Work request -
Throughout the records below, find each line holding "impl" and copy it.

Stored entries
=-=-=-=-=

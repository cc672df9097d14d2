//! Error Handling
//!
//! Unified error types for the extraction engine.
//! Uses thiserror for ergonomic error definitions.

use thiserror::Error;

/// Maximum number of characters of offending content carried inside a
/// `MalformedResponse` error.
pub const EXCERPT_MAX_CHARS: usize = 200;

/// Engine-wide error type
#[derive(Error, Debug, Clone, PartialEq, Eq)]
pub enum ExtractError {
    /// Input rejected before any strategy ran
    #[error("Invalid input: {message}")]
    InvalidInput { message: String },

    /// Remote or agent-adjacent strategy selected without a configured credential
    #[error("Credential missing: {message}")]
    CredentialMissing { message: String },

    /// Remote call failed at the network level or returned a non-success status
    #[error("Service unavailable: {message}")]
    ServiceUnavailable {
        message: String,
        status: Option<u16>,
    },

    /// Remote or relay response could not be parsed into any valid task
    #[error("Malformed response: {message} (content starts with: {excerpt:?})")]
    MalformedResponse { message: String, excerpt: String },
}

/// Result type alias for extraction errors
pub type ExtractResult<T> = Result<T, ExtractError>;

impl ExtractError {
    /// Create an invalid input error
    pub fn invalid_input(msg: impl Into<String>) -> Self {
        Self::InvalidInput {
            message: msg.into(),
        }
    }

    /// Create a credential missing error
    pub fn credential_missing(msg: impl Into<String>) -> Self {
        Self::CredentialMissing {
            message: msg.into(),
        }
    }

    /// Create a service unavailable error
    pub fn service_unavailable(msg: impl Into<String>, status: Option<u16>) -> Self {
        Self::ServiceUnavailable {
            message: msg.into(),
            status,
        }
    }

    /// Create a malformed response error carrying a truncated excerpt of
    /// the content that failed to parse, to support manual recovery.
    pub fn malformed_response(msg: impl Into<String>, content: &str) -> Self {
        Self::MalformedResponse {
            message: msg.into(),
            excerpt: excerpt(content),
        }
    }
}

/// Truncate content to the excerpt budget.
pub fn excerpt(content: &str) -> String {
    content.trim().chars().take(EXCERPT_MAX_CHARS).collect()
}
//! Extraction Types
//!
//! Configuration, strategy selection, and request types for the
//! extraction engine.

use serde::{Deserialize, Serialize};

/// The three interchangeable extraction backends.
#[derive(Debug, Clone, Copy, PartialEq, Eq, Serialize, Deserialize)]
#[serde(rename_all = "snake_case")]
pub enum ExtractionStrategy {
    /// Pure keyword heuristics, no network.
    Local,
    /// Remote task-extraction service over HTTP.
    RemoteService,
    /// Manual hand-off to an external reasoning agent.
    AgentRelay,
}

impl std::fmt::Display for ExtractionStrategy {
    fn fmt(&self, f: &mut std::fmt::Formatter<'_>) -> std::fmt::Result {
        match self {
            ExtractionStrategy::Local => write!(f, "local"),
            ExtractionStrategy::RemoteService => write!(f, "remote_service"),
            ExtractionStrategy::AgentRelay => write!(f, "agent_relay"),
        }
    }
}

/// Remote model catalogue entry.
#[derive(Debug, Clone, Copy, PartialEq, Eq)]
pub struct ModelSpec {
    /// Identifier accepted by the remote service
    pub id: &'static str,
    /// Response token budget, used by the confidence formula
    pub max_tokens: u32,
}

/// The small fixed catalogue of model identifiers the remote service
/// accepts.
pub const MODEL_CATALOGUE: &[ModelSpec] = &[
    ModelSpec {
        id: "glm-4-flash",
        max_tokens: 4096,
    },
    ModelSpec {
        id: "glm-4-air",
        max_tokens: 8192,
    },
    ModelSpec {
        id: "glm-4-plus",
        max_tokens: 8192,
    },
];

/// Look up a catalogue entry by identifier.
pub fn model_spec(id: &str) -> Option<ModelSpec> {
    MODEL_CATALOGUE.iter().copied().find(|spec| spec.id == id)
}

fn default_model() -> String {
    "glm-4-flash".to_string()
}

fn default_language() -> String {
    "en".to_string()
}

fn default_max_tasks() -> u32 {
    5
}

fn default_context() -> String {
    "Tasks belong to an enterprise software development project.".to_string()
}

/// Engine configuration, injected at construction.
///
/// Carries the shared credential for the remote/agent-adjacent service
/// so individual extraction calls stay referentially transparent.
#[derive(Debug, Clone, Serialize, Deserialize)]
pub struct EngineConfig {
    /// Credential for the remote extraction service
    #[serde(skip_serializing_if = "Option::is_none")]
    pub api_key: Option<String>,
    /// Base URL override for the remote service
    #[serde(skip_serializing_if = "Option::is_none")]
    pub base_url: Option<String>,
    /// Remote model identifier, one of [`MODEL_CATALOGUE`]
    #[serde(default = "default_model")]
    pub model: String,
    /// Language hint forwarded to the service
    #[serde(default = "default_language")]
    pub language: String,
    /// Advisory upper bound on extracted tasks, not strictly enforced
    /// by the service
    #[serde(default = "default_max_tasks")]
    pub max_tasks: u32,
    /// Free-text context hint forwarded to the service
    #[serde(default = "default_context")]
    pub context: String,
}

impl Default for EngineConfig {
    fn default() -> Self {
        Self {
            api_key: None,
            base_url: None,
            model: default_model(),
            language: default_language(),
            max_tasks: default_max_tasks(),
            context: default_context(),
        }
    }
}

impl EngineConfig {
    /// Whether a non-blank credential is configured.
    pub fn has_credential(&self) -> bool {
        self.api_key
            .as_deref()
            .map(str::trim)
            .is_some_and(|key| !key.is_empty())
    }
}

/// Per-request overrides for remote extraction.
#[derive(Debug, Clone, Default, Serialize, Deserialize)]
pub struct RequestOptions {
    /// Optional model override
    #[serde(skip_serializing_if = "Option::is_none")]
    pub model_override: Option<String>,
    /// Optional max-tasks override
    #[serde(skip_serializing_if = "Option::is_none")]
    pub max_tasks_override: Option<u32>,
    /// Optional language override
    #[serde(skip_serializing_if = "Option::is_none")]
    pub language_override: Option<String>,
    /// Optional context override
    #[serde(skip_serializing_if = "Option::is_none")]
    pub context_override: Option<String>,
}

/// A single extraction request.
#[derive(Debug, Clone, Serialize, Deserialize)]
pub struct ExtractionRequest {
    /// Project the tasks belong to
    pub project_name: String,
    /// Free-form description text
    pub text: String,
    /// Which backend to dispatch to
    pub strategy: ExtractionStrategy,
    /// Per-request overrides
    #[serde(default)]
    pub options: RequestOptions,
}

impl ExtractionRequest {
    /// Convenience constructor with default options.
    pub fn new(
        project_name: impl Into<String>,
        text: impl Into<String>,
        strategy: ExtractionStrategy,
    ) -> Self {
        Self {
            project_name: project_name.into(),
            text: text.into(),
            strategy,
            options: RequestOptions::default(),
        }
    }
}
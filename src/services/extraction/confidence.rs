//! Confidence Scorer
//!
//! Heuristic confidence for a produced batch, plus the one-line batch
//! summary shared by every strategy. Confidence is a bounded quality
//! estimate, not a probability: the ceiling is 0.95 so the engine never
//! reports full certainty.

use crate::models::task::{TaskRecord, TaskType};

/// Upper bound for any reported confidence.
pub const CONFIDENCE_CEILING: f64 = 0.95;

/// Fixed confidence for the local heuristic strategy, which has no
/// token-usage signal to feed the formula.
pub const LOCAL_CONFIDENCE: f64 = 0.8;

/// Fixed confidence for manually relayed agent output. Human-curated
/// hand-offs are trusted more than pure heuristics, but not treated as
/// certain.
pub const RELAY_CONFIDENCE: f64 = 0.9;

/// Batch size range that earns the size bonus.
const IDEAL_BATCH: std::ops::RangeInclusive<usize> = 3..=8;

/// Token usage reported by the remote service, with the request budget
/// it was measured against.
#[derive(Debug, Clone, Copy, PartialEq, Eq)]
pub struct TokenUsage {
    pub tokens_used: u32,
    pub max_tokens: u32,
}

/// Score a batch of produced tasks.
///
/// Base 0.5, plus a bonus for a plausibly-sized batch, plus a bonus
/// proportional to the fraction of well-formed tasks, plus a bonus when
/// remote token usage sits in a healthy band. Clamped to [0, 0.95].
pub fn score(tasks: &[TaskRecord], usage: Option<TokenUsage>) -> f64 {
    let mut confidence = 0.5;

    if IDEAL_BATCH.contains(&tasks.len()) {
        confidence += 0.2;
    }

    if !tasks.is_empty() {
        let valid = tasks
            .iter()
            .filter(|t| t.title.chars().count() > 5 && t.description.chars().count() > 10)
            .count();
        confidence += valid as f64 / tasks.len() as f64 * 0.2;
    }

    if let Some(usage) = usage {
        if usage.max_tokens > 0 {
            let ratio = f64::from(usage.tokens_used) / f64::from(usage.max_tokens);
            if ratio > 0.3 && ratio < 0.8 {
                confidence += 0.1;
            }
        }
    }

    confidence.clamp(0.0, CONFIDENCE_CEILING)
}

/// One-line description of a batch, shared by every strategy.
pub fn batch_summary(tasks: &[TaskRecord]) -> String {
    if tasks.is_empty() {
        return "No tasks identified".to_string();
    }

    let features = tasks
        .iter()
        .filter(|t| t.task_type == TaskType::Feature)
        .count();
    let issues = tasks.len() - features;

    format!(
        "{} tasks identified ({} features, {} issues)",
        tasks.len(),
        features,
        issues
    )
}
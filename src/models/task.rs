//! Task Models
//!
//! Value types produced by the extraction engine. All of these are plain
//! data, immutable after construction; the caller takes full ownership of
//! a result once it is returned.

use serde::{Deserialize, Serialize};

/// Initial status every produced record carries. Downstream trackers may
/// move a task through their own lifecycle; the engine always emits this.
pub const STATUS_NOT_START: &str = "Not start";

/// Category of a produced work item.
#[derive(Debug, Clone, Copy, PartialEq, Eq, Serialize, Deserialize)]
pub enum TaskType {
    Feature,
    Issue,
}

impl std::fmt::Display for TaskType {
    fn fmt(&self, f: &mut std::fmt::Formatter<'_>) -> std::fmt::Result {
        match self {
            TaskType::Feature => write!(f, "Feature"),
            TaskType::Issue => write!(f, "Issue"),
        }
    }
}

/// A fully classified, titled, described piece of work.
#[derive(Debug, Clone, PartialEq, Eq, Serialize, Deserialize)]
pub struct TaskRecord {
    /// Short derived title, bounded length
    pub title: String,
    /// The originating unit text, or a richer remote-provided description
    pub description: String,
    /// Feature or Issue
    #[serde(rename = "type")]
    pub task_type: TaskType,
    /// One of the fixed module label set, or "Other"
    pub module: String,
    /// Short summary, bounded length
    pub summary: String,
    /// Always "Not start" when the engine emits the record
    pub status: String,
}

/// Usage statistics reported by the remote extraction service.
#[derive(Debug, Clone, PartialEq, Eq, Serialize, Deserialize)]
pub struct RemoteStats {
    /// Model the service says it used
    pub model: String,
    /// Tokens consumed by the service call
    pub tokens_used: u32,
    /// Wall-clock processing time reported by the service
    pub processing_time_ms: u64,
}

/// The return value of any extraction strategy.
///
/// `tasks` preserves discovery order in the input; the engine never
/// reorders or deduplicates. `stats` is present only for remote-backed
/// strategies.
#[derive(Debug, Clone, PartialEq, Serialize, Deserialize)]
pub struct ExtractionResult {
    pub tasks: Vec<TaskRecord>,
    /// One-line description of the batch
    pub summary: String,
    /// Heuristic quality estimate in [0, 0.95]
    pub confidence: f64,
    #[serde(skip_serializing_if = "Option::is_none")]
    pub stats: Option<RemoteStats>,
}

=-=-=-=-=

Task answer -
impl ExtractError {
    pub fn invalid_input(msg: impl Into<String>) -> Self {
    pub fn credential_missing(msg: impl Into<String>) -> Self {
    pub fn service_unavailable(msg: impl Into<String>, status: Option<u16>) -> Self {
    pub fn malformed_response(msg: impl Into<String>, content: &str) -> Self {
impl std::fmt::Display for ExtractionStrategy {
impl Default for EngineConfig {
impl EngineConfig {
impl ExtractionRequest {
        project_name: impl Into<String>,
        text: impl Into<String>,
impl std::fmt::Display for TaskType {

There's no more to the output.